Task details: In the lines below, look for "already". Copy each line where it appears.

Stored data entries:
----------------

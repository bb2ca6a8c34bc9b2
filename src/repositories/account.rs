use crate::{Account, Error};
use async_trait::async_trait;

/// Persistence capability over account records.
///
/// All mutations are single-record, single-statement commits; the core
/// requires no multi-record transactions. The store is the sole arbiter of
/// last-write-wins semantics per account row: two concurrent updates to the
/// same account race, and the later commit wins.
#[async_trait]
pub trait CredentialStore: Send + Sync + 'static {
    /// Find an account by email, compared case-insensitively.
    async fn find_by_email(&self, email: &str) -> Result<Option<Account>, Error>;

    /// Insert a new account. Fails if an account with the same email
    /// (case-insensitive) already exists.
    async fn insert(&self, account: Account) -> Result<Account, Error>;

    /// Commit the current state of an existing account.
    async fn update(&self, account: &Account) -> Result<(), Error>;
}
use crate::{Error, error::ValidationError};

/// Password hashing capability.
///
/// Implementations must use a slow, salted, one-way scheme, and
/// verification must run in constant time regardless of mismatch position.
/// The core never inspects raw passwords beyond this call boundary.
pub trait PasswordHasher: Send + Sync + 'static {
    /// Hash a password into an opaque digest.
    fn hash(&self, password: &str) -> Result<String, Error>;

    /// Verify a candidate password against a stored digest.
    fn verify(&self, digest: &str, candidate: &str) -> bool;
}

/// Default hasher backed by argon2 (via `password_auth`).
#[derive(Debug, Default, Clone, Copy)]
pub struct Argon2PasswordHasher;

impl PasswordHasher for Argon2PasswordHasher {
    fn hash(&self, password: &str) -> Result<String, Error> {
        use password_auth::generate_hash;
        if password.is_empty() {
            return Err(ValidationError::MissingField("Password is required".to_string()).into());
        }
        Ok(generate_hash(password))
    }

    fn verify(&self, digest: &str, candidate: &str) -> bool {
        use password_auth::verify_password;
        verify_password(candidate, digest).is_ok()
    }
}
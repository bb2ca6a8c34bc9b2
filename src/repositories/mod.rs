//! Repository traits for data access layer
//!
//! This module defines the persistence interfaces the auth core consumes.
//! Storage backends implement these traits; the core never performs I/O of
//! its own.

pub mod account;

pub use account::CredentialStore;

----------------

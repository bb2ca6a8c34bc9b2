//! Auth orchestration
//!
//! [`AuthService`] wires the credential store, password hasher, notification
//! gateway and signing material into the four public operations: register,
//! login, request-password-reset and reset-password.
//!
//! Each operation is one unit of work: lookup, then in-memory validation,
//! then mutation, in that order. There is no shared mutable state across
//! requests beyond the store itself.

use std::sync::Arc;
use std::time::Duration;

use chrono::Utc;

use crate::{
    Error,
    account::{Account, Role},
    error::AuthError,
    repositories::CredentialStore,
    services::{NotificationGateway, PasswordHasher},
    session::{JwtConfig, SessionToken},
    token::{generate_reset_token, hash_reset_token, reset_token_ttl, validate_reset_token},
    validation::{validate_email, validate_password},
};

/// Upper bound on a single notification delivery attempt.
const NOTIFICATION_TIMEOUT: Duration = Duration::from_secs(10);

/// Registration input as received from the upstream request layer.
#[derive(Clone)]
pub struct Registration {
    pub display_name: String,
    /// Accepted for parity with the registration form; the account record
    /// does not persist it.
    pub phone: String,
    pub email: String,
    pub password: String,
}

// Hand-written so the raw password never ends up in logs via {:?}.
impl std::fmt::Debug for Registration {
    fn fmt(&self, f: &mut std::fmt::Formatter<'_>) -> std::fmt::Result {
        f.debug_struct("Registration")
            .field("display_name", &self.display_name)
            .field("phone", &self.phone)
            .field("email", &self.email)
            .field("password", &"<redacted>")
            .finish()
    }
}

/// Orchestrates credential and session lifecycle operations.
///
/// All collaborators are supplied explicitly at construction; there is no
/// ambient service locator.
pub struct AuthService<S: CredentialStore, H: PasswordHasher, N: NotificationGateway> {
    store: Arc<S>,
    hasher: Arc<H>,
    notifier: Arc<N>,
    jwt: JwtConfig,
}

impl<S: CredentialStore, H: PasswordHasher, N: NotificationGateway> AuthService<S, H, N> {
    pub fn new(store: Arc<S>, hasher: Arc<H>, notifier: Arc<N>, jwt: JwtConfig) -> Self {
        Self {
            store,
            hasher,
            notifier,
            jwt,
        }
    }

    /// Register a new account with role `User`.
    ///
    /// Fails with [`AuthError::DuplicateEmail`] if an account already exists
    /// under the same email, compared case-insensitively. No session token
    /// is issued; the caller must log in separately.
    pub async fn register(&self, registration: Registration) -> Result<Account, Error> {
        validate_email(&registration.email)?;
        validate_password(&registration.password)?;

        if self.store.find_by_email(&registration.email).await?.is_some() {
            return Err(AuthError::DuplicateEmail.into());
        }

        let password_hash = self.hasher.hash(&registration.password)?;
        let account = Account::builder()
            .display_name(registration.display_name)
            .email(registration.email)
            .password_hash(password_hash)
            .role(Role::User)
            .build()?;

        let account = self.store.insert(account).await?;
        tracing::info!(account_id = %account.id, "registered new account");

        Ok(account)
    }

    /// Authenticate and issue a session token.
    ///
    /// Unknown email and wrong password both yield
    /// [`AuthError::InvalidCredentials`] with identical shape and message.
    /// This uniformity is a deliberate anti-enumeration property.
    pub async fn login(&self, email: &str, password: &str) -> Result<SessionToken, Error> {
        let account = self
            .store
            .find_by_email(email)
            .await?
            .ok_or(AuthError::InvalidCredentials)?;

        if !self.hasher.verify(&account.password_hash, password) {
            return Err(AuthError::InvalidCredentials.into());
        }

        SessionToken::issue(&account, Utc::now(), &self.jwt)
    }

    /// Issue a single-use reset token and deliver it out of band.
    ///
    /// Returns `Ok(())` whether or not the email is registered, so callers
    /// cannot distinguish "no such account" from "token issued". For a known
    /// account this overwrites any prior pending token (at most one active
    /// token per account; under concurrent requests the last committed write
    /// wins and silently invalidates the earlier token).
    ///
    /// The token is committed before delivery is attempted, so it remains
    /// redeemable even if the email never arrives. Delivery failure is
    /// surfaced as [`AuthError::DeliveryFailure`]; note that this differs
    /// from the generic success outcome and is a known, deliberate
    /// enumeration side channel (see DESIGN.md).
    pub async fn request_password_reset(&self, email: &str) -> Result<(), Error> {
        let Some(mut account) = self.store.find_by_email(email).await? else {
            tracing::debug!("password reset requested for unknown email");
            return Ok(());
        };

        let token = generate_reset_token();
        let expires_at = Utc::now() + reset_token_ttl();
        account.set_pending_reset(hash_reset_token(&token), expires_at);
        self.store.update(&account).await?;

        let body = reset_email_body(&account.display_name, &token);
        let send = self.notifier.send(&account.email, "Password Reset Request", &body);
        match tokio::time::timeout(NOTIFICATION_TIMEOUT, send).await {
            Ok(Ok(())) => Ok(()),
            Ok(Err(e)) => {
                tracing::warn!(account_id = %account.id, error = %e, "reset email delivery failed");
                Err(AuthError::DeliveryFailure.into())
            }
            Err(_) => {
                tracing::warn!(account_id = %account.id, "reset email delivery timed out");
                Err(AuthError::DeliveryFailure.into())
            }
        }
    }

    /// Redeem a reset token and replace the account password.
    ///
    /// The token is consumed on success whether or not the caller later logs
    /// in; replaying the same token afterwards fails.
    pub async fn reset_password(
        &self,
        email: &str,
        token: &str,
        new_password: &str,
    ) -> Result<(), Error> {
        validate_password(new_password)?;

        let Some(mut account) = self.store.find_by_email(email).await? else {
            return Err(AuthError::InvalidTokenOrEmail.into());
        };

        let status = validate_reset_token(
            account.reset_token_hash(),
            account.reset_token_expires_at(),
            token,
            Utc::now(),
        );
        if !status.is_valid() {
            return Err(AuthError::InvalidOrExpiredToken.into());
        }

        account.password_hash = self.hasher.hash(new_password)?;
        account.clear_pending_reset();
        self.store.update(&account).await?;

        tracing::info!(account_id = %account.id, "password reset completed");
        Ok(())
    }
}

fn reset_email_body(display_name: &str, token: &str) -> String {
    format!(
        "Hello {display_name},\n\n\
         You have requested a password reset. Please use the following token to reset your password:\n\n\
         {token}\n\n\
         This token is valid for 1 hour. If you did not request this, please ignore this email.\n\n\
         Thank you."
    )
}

----------------

Written solution:
    /// (case-insensitive) already exists.
    /// Fails with [`AuthError::DuplicateEmail`] if an account already exists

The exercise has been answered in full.